Aim of the exercise: Find each line below containing the word "stored" and copy it.

--- Dataset records Enclosed Below ---

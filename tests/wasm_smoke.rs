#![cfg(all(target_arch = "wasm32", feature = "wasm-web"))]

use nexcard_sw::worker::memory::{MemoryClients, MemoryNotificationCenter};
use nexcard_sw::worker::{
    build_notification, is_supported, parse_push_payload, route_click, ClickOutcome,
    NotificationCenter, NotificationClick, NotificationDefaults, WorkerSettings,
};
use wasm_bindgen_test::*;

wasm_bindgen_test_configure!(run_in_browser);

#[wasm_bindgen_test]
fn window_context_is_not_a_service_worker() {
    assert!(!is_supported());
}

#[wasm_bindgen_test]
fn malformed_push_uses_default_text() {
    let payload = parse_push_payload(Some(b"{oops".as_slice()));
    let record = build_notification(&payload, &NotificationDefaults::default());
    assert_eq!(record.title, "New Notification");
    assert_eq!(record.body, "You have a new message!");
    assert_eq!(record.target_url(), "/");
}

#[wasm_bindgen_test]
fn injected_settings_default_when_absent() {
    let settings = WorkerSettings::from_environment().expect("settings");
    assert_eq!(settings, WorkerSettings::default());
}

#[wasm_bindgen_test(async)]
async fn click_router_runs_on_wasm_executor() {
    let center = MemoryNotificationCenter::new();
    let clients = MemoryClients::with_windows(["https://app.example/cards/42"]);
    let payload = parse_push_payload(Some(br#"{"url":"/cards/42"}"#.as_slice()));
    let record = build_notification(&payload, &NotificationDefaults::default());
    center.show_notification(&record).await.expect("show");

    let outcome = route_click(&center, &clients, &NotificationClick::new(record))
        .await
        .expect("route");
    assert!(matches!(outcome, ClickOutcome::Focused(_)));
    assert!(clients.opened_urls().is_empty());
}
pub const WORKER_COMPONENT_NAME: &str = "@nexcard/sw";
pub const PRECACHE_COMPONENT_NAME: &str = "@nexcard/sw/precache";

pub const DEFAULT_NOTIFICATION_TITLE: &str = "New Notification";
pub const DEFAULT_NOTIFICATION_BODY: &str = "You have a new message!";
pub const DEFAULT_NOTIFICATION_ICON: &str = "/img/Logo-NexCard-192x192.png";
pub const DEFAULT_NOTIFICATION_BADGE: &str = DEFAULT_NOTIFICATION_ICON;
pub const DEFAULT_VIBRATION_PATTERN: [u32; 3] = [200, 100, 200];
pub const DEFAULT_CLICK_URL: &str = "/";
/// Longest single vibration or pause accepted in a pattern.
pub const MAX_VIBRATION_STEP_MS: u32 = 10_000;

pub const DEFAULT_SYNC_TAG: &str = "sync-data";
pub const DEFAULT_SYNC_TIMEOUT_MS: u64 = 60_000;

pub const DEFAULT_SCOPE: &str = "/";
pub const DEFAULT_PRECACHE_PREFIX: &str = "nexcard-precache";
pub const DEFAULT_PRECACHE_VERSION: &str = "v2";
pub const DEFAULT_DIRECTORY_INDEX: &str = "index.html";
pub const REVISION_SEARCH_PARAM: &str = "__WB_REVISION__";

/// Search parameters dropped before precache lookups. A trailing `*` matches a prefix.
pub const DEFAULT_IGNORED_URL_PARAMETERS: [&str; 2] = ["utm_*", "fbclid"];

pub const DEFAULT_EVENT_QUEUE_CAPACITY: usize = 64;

--- End of Enclosed Dataset records ---
--- Dataset records Enclosed Below ---

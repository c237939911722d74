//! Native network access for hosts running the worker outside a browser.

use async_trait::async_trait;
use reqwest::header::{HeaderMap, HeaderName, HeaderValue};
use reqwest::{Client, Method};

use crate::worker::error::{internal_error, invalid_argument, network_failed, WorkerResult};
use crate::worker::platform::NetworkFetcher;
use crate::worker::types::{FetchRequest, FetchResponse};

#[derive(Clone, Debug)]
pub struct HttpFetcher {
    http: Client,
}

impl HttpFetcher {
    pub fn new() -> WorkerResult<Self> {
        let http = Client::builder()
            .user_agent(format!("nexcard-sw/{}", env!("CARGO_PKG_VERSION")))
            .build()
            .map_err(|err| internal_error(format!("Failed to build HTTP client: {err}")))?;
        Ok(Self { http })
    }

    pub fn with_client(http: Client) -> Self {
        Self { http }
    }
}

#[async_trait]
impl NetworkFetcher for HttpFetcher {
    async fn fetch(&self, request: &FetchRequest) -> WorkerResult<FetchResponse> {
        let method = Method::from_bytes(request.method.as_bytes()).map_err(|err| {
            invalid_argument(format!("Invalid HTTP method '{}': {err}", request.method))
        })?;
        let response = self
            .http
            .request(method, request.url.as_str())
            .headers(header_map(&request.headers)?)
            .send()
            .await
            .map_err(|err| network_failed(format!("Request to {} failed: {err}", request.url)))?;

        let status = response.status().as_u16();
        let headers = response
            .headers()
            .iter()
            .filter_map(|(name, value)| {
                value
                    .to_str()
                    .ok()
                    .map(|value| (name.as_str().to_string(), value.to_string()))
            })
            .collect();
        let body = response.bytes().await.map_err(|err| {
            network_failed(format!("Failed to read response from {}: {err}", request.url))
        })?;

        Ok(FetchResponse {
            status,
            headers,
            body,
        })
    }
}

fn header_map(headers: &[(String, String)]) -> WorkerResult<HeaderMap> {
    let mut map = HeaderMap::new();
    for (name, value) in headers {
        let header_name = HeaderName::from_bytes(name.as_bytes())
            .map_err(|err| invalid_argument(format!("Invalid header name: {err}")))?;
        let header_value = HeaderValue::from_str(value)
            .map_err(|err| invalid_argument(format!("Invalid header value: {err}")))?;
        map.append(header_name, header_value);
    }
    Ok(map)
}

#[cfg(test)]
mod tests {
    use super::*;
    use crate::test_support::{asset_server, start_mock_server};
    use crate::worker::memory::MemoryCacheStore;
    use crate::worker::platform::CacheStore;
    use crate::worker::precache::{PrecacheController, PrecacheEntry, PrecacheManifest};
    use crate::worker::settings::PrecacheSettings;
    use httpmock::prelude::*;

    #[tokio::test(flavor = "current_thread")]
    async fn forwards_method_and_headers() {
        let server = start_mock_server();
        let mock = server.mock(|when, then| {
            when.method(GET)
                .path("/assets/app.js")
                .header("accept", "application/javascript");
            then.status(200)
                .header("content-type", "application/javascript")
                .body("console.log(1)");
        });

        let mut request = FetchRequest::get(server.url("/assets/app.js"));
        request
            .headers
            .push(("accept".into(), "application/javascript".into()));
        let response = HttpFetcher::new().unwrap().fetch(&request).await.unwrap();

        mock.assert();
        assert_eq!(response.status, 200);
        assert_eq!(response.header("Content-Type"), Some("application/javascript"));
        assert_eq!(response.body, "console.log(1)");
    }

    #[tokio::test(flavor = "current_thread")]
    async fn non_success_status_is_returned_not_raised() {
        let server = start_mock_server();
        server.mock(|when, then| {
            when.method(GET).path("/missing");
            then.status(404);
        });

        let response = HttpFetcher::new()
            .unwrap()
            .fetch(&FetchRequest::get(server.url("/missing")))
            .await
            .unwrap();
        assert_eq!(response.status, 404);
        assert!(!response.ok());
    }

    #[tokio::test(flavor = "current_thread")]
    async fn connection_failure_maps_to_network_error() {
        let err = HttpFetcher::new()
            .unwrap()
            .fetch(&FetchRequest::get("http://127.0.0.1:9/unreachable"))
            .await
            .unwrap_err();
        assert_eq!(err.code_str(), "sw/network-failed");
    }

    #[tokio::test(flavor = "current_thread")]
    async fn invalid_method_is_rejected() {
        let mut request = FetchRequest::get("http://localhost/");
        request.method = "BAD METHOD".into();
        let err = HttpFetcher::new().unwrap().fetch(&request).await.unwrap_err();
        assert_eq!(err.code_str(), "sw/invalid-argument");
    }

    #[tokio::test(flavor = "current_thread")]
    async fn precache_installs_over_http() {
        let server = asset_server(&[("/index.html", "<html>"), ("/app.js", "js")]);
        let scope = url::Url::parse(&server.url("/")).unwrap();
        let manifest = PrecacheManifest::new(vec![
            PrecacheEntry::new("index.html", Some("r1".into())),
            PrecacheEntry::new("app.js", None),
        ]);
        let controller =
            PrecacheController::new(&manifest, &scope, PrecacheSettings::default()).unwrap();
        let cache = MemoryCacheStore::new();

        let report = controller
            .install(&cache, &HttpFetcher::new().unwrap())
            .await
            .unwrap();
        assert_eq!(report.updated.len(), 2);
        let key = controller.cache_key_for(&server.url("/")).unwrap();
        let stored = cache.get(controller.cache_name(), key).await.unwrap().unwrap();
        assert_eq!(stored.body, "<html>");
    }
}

--- End of Enclosed Dataset records ---

Answer space:
        let stored = cache.get(controller.cache_name(), key).await.unwrap().unwrap();
        assert_eq!(stored.body, "<html>");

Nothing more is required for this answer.